Der Hauptvorteil dieses Konzepts ist die hohe aerodynamische Effizienz. Bei einem herkömmlichen Flugzeug erzeugt ein erheblicher Teil des Rumpfs Widerstand und trägt nur begrenzt zur Auftriebserzeugung bei. Beim Konzept des „fliegenden Flügels' wirkt eine große Fläche des Rumpfes auf die Auftriebserzeugung, was theoretisch eine erhebliche Senkung des Kraftstoffverbrauchs pro Passagier bei der Beförderung einer riesigen Anzahl von Menschen ermöglicht.

Ingenieurtechnische Herausforderungen und infrastrukturelle Einschränkungen

Der Übergang zu einem solchen Konzept im zivilen Luftverkehr ist jedoch mit zahlreichen komplexen ingenieurtechnischen Problemen verbunden. Die Entwickler müssen Fragen zur Anordnung des Passagierabteils, zur Notevakuierung von Hunderten von Menschen aus einem unkonventionellen Rumpf sowie zur Abdichtung eines riesigen Volumens neu lösen. Besonderes Augenmerk wird auf die Flugsteuerbarkeit, die Platzierung der Fenster sowie den Komfort der Passagiere gelegt, die weit von der Längsachse des Flugzeugs entfernt sitzen werden, was bei Turbulenzen zu Unbehagen führen könnte.

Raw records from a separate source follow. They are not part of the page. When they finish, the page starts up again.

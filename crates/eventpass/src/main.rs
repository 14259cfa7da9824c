//! `evpass` - CLI for eventpass
//!
//! This binary provides the command-line interface for browsing the event
//! catalog, registering, and inspecting registrations and notifications.

#![warn(missing_debug_implementations)]
#![deny(unsafe_code)]

use std::process::ExitCode;
use std::sync::Arc;
use std::time::Duration;

use clap::Parser;
use tokio_stream::StreamExt;

use eventpass::cli::{
    AuthCommand, Cli, Command, ConfigCommand, EventsCommand, NotificationsCommand,
    OnboardingCommand, RegisterCommand, ShowCommand,
};
use eventpass::{
    init_logging, qr, AuthResponse, Catalog, Config, EventFilter, IdentityProvider,
    LocalIdentity, Notification, RegistrationStore, SharedStorage, Storage,
};

type CliResult = Result<(), Box<dyn std::error::Error>>;

/// How often `notifications --follow` re-reads the database.
const FOLLOW_POLL_INTERVAL: Duration = Duration::from_secs(1);

#[tokio::main]
async fn main() -> ExitCode {
    let cli = Cli::parse();

    // Initialize logging based on verbosity
    init_logging(cli.verbosity());

    match run(cli).await {
        Ok(()) => ExitCode::SUCCESS,
        Err(e) => {
            eprintln!("Error: {e}");
            ExitCode::from(exit_status(e.as_ref()))
        }
    }
}

/// Exit status for a failed command: 2 when the user asked for something
/// invalid or unknown, 1 otherwise.
fn exit_status(err: &(dyn std::error::Error + 'static)) -> u8 {
    match err.downcast_ref::<eventpass::Error>() {
        Some(e) if e.is_invalid_input() || e.is_not_found() => 2,
        _ => 1,
    }
}

async fn run(cli: Cli) -> CliResult {
    // Load configuration
    let config = Config::load_from(cli.config.clone())?;

    // Execute the command
    match cli.command {
        Command::Events(cmd) => handle_events(&config, &cmd),
        Command::Register(cmd) => handle_register(&config, &cmd).await,
        Command::Registrations(cmd) => handle_registrations(&config, cmd.json).await,
        Command::Show(cmd) => handle_show(&config, &cmd).await,
        Command::Notifications(cmd) => handle_notifications(&config, &cmd).await,
        Command::Auth(cmd) => handle_auth(&config, cmd).await,
        Command::Onboarding(cmd) => handle_onboarding(&config, &cmd).await,
        Command::Status(cmd) => handle_status(&config, cmd.json).await,
        Command::Config(cmd) => handle_config(&config, cmd),
    }
}

/// Open the configured database and wire the store to the local identity.
async fn open_store(config: &Config) -> eventpass::Result<(RegistrationStore, LocalIdentity)> {
    let storage = SharedStorage::new(Storage::open(config.database_path())?);
    let identity = LocalIdentity::new(storage.clone());
    let store = RegistrationStore::open(storage)
        .await?
        .with_identity(Arc::new(identity.clone()));
    Ok((store, identity))
}

fn handle_events(config: &Config, cmd: &EventsCommand) -> CliResult {
    let catalog = Catalog::load(config.catalog_path())?;
    let featured = catalog.filter_featured(cmd.category.as_deref());
    let filter = EventFilter {
        query: cmd.search.clone(),
        status: cmd.status.into(),
        category: cmd.category.clone(),
    };
    let events = catalog.filter_events(&filter);

    if cmd.json {
        let listing = serde_json::json!({
            "featured_events": featured,
            "events": events,
        });
        println!("{}", serde_json::to_string_pretty(&listing)?);
        return Ok(());
    }

    println!("Featured");
    println!("--------");
    for event in &featured {
        let price = if event.is_paid {
            event.price.to_string()
        } else {
            "free".to_string()
        };
        println!(
            "{:<28} {:<14} {:<18} {:>8}  {}",
            event.name, event.date, event.start_location, event.distance, price
        );
    }
    if featured.is_empty() {
        println!("(none)");
    }

    println!();
    println!("Events");
    println!("------");
    for event in &events {
        println!(
            "{:<28} {:<14} {:>8}  {:?}",
            event.name, event.date, event.distance, event.status
        );
    }
    if events.is_empty() {
        println!("(none)");
    }
    Ok(())
}

async fn handle_register(config: &Config, cmd: &RegisterCommand) -> CliResult {
    config.validate_phone_number(&cmd.phone)?;
    let catalog = Catalog::load(config.catalog_path())?;
    let event = catalog.featured_by_name(&cmd.name)?;

    let (store, _) = open_store(config).await?;
    let outcome = store.register_for_event(event, &cmd.phone).await?;

    if outcome.newly_registered {
        println!("Registered for {}", outcome.event.event_name);
    } else {
        println!("Already registered for {}", outcome.event.event_name);
    }
    println!("  Event id:  {}", outcome.event.event_id);
    println!("  {}", outcome.notification.title);
    println!("  {}", outcome.notification.message);
    Ok(())
}

async fn handle_registrations(config: &Config, json: bool) -> CliResult {
    let (store, _) = open_store(config).await?;
    let events = store.registered_events().await?;

    if json {
        println!("{}", serde_json::to_string_pretty(&events)?);
        return Ok(());
    }

    if events.is_empty() {
        println!("No registrations yet.");
        return Ok(());
    }
    for event in &events {
        println!(
            "{}  {:<28} {:<14} {}",
            event.event_id, event.event_name, event.event_date, event.location
        );
    }
    Ok(())
}

async fn handle_show(config: &Config, cmd: &ShowCommand) -> CliResult {
    let (store, _) = open_store(config).await?;
    let Some(event) = store.event_by_id(&cmd.event_id).await? else {
        return Err(format!("no registration with id {}", cmd.event_id).into());
    };

    println!("{}", event.event_name);
    println!("{}", "=".repeat(event.event_name.chars().count()));
    println!("Date:        {}", event.event_date);
    println!("Location:    {}", event.location);
    println!("Distance:    {}", event.distance);
    println!("Category:    {}", event.category);
    println!("Track:       {}", event.track_type);
    println!("Registered:  {}", event.registration_date.to_rfc3339());
    println!("Phone:       {}", event.phone_number);
    if !event.user_email.is_empty() {
        println!("Email:       {}", event.user_email);
    }
    println!();
    println!("{}", event.description);

    if cmd.qr {
        println!();
        println!("{}", qr::render_terminal(&event.qr_code_data)?);
    }
    if let Some(path) = &cmd.svg {
        let svg = qr::render_svg(&event.qr_code_data, config.qr.size_px)?;
        std::fs::write(path, svg)?;
        println!();
        println!("QR code written to {}", path.display());
    }
    Ok(())
}

fn print_notification(notification: &Notification) {
    println!(
        "[{}] {}",
        notification.timestamp.format("%Y-%m-%d %H:%M"),
        notification.title
    );
    println!("    {}", notification.message);
}

async fn handle_notifications(config: &Config, cmd: &NotificationsCommand) -> CliResult {
    let (store, _) = open_store(config).await?;

    if !cmd.follow {
        let notifications = store.notifications().await?;
        if cmd.json {
            println!("{}", serde_json::to_string_pretty(&notifications)?);
        } else if notifications.is_empty() {
            println!("No notifications.");
        } else {
            notifications.iter().for_each(print_notification);
        }
        return Ok(());
    }

    follow_notifications(&store, cmd.json, tokio::signal::ctrl_c()).await?;
    Ok(())
}

/// Print notifications as they arrive until `shutdown` completes or the
/// feed ends. Returns how many were printed.
async fn follow_notifications<F>(
    store: &RegistrationStore,
    json: bool,
    shutdown: F,
) -> Result<usize, Box<dyn std::error::Error>>
where
    F: std::future::Future,
{
    let mut feed = store.subscribe();
    let mut poll = tokio::time::interval(FOLLOW_POLL_INTERVAL);
    let mut shown = 0;
    tokio::pin!(shutdown);
    loop {
        tokio::select! {
            update = feed.next() => {
                let Some(notifications) = update else { break };
                // The list only grows, so anything past `shown` is new.
                for notification in notifications.iter().skip(shown) {
                    if json {
                        println!("{}", serde_json::to_string(notification)?);
                    } else {
                        print_notification(notification);
                    }
                }
                shown = notifications.len();
            }
            _ = poll.tick() => {
                store.refresh().await?;
            }
            _ = &mut shutdown => break,
        }
    }
    Ok(shown)
}

fn print_auth_response(response: AuthResponse, success: &str) -> CliResult {
    match response {
        AuthResponse::Success => {
            println!("{success}");
            Ok(())
        }
        AuthResponse::Error(message) => Err(message.into()),
    }
}

async fn handle_auth(config: &Config, cmd: AuthCommand) -> CliResult {
    let (_, identity) = open_store(config).await?;
    match cmd {
        AuthCommand::Signup { email, password } => {
            let response = identity.create_account_with_email(&email, &password).await;
            print_auth_response(response, "Account created. You are signed in.")
        }
        AuthCommand::Signin { email, password } => {
            let response = identity.sign_in_with_email(&email, &password).await;
            print_auth_response(response, "Signed in.")
        }
        AuthCommand::Token { token } => {
            let response = identity.sign_in_with_token(&token).await;
            print_auth_response(response, "Signed in.")
        }
        AuthCommand::Signout => {
            identity.sign_out().await?;
            println!("Signed out.");
            Ok(())
        }
        AuthCommand::Status => {
            match identity.current_session().await? {
                Some(session) => println!(
                    "Signed in as {} (since {})",
                    session.email,
                    session.signed_in_at.to_rfc3339()
                ),
                None => println!("Not signed in."),
            }
            Ok(())
        }
    }
}

async fn handle_onboarding(config: &Config, cmd: &OnboardingCommand) -> CliResult {
    let (store, _) = open_store(config).await?;
    match cmd {
        OnboardingCommand::Complete => {
            store.set_onboarding_completed().await?;
            println!("Onboarding marked as completed.");
        }
        OnboardingCommand::Status => {
            if store.has_completed_onboarding().await? {
                println!("Onboarding completed.");
            } else {
                println!("Onboarding not completed.");
            }
        }
    }
    Ok(())
}

async fn handle_status(config: &Config, json: bool) -> CliResult {
    let (store, identity) = open_store(config).await?;
    let stats = store.stats().await?;
    let onboarded = store.has_completed_onboarding().await?;
    let email = identity.current_email().await?;

    if json {
        let status = serde_json::json!({
            "database_path": config.database_path(),
            "catalog_path": config.catalog_path(),
            "registrations": stats.registrations,
            "notifications": stats.notifications,
            "stored_keys": stats.stored_keys,
            "quarantined_values": stats.quarantined_values,
            "db_size_bytes": stats.db_size_bytes,
            "onboarding_completed": onboarded,
            "signed_in_as": email,
        });
        println!("{}", serde_json::to_string_pretty(&status)?);
    } else {
        println!("evpass status");
        println!("-------------");
        println!("Database:      {}", config.database_path().display());
        println!("Catalog:       {}", config.catalog_path().display());
        println!("Registrations: {}", stats.registrations);
        println!("Notifications: {}", stats.notifications);
        println!("Stored keys:   {}", stats.stored_keys);
        println!("Quarantined:   {}", stats.quarantined_values);
        println!("Size:          {} bytes", stats.db_size_bytes);
        println!("Onboarded:     {onboarded}");
        println!(
            "Signed in as:  {}",
            email.as_deref().unwrap_or("(nobody)")
        );
    }
    Ok(())
}

fn handle_config(config: &Config, cmd: ConfigCommand) -> CliResult {
    match cmd {
        ConfigCommand::Show { json } => {
            if json {
                println!("{}", serde_json::to_string_pretty(config)?);
            } else {
                println!("Current Configuration");
                println!("=====================");
                println!();
                println!("[Storage]");
                println!("  Database path:      {}", config.database_path().display());
                println!();
                println!("[Catalog]");
                println!("  Path:               {}", config.catalog_path().display());
                println!();
                println!("[Registration]");
                println!(
                    "  Phone digits:       {}-{}",
                    config.registration.min_phone_digits, config.registration.max_phone_digits
                );
                println!();
                println!("[QR]");
                println!("  Size (px):          {}", config.qr.size_px);
            }
        }
        ConfigCommand::Path => {
            println!("{}", Config::default_config_path().display());
        }
        ConfigCommand::Validate { file } => {
            let path = file.unwrap_or_else(Config::default_config_path);
            println!("Validating configuration: {}", path.display());
            match Config::load_from(Some(path)) {
                Ok(_) => println!("Configuration is valid."),
                Err(e) => println!("Configuration error: {e}"),
            }
        }
    }
    Ok(())
}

Zudem stellt die Größe des Flugzeugs eine Herausforderung für die bestehende Infrastruktur dar. Mit einer Breite von 85 Metern übersteigt das Flugzeug die Standardgrenze von 80 Metern für den ICAO-Flughafencode F, für den unter anderem auch der Airbus A380 ausgelegt wurde. Dies könnte einen umfassenden Umbau von Rollwegen, Parkplätzen und Terminals in den größten Flughäfen der Welt erfordern oder Änderungen an der Konstruktion des Serienflugzeugs zur Einhaltung der Standards notwendig machen.

Kontext des chinesischen Luftfahrtprogramms

Die Arbeit am Projekt erfolgt vor dem Hintergrund der aktiven Erweiterung des chinesischen zivilen Luftfahrtprogramms. Neben dem bereits produzierten schmalrumpfigen C919 entwickelt China aktiv den weit verbreiteten C929 mit einer Kapazität von etwa 280 Passagieren, dessen Erstflug voraussichtlich um 2030 erwartet wird. Parallel dazu wird das Konzept eines Überschall-Passagierflugzeugs C949 ausgearbeitet, dessen Technologien teilweise auf Forschungen des NASA X-59 basieren. Der neue „fliegende' Riese rundet die Trias ehrgeiziger Projekte ab, die auf die technologische Souveränität der VR China im Flugzeugbau abzielen.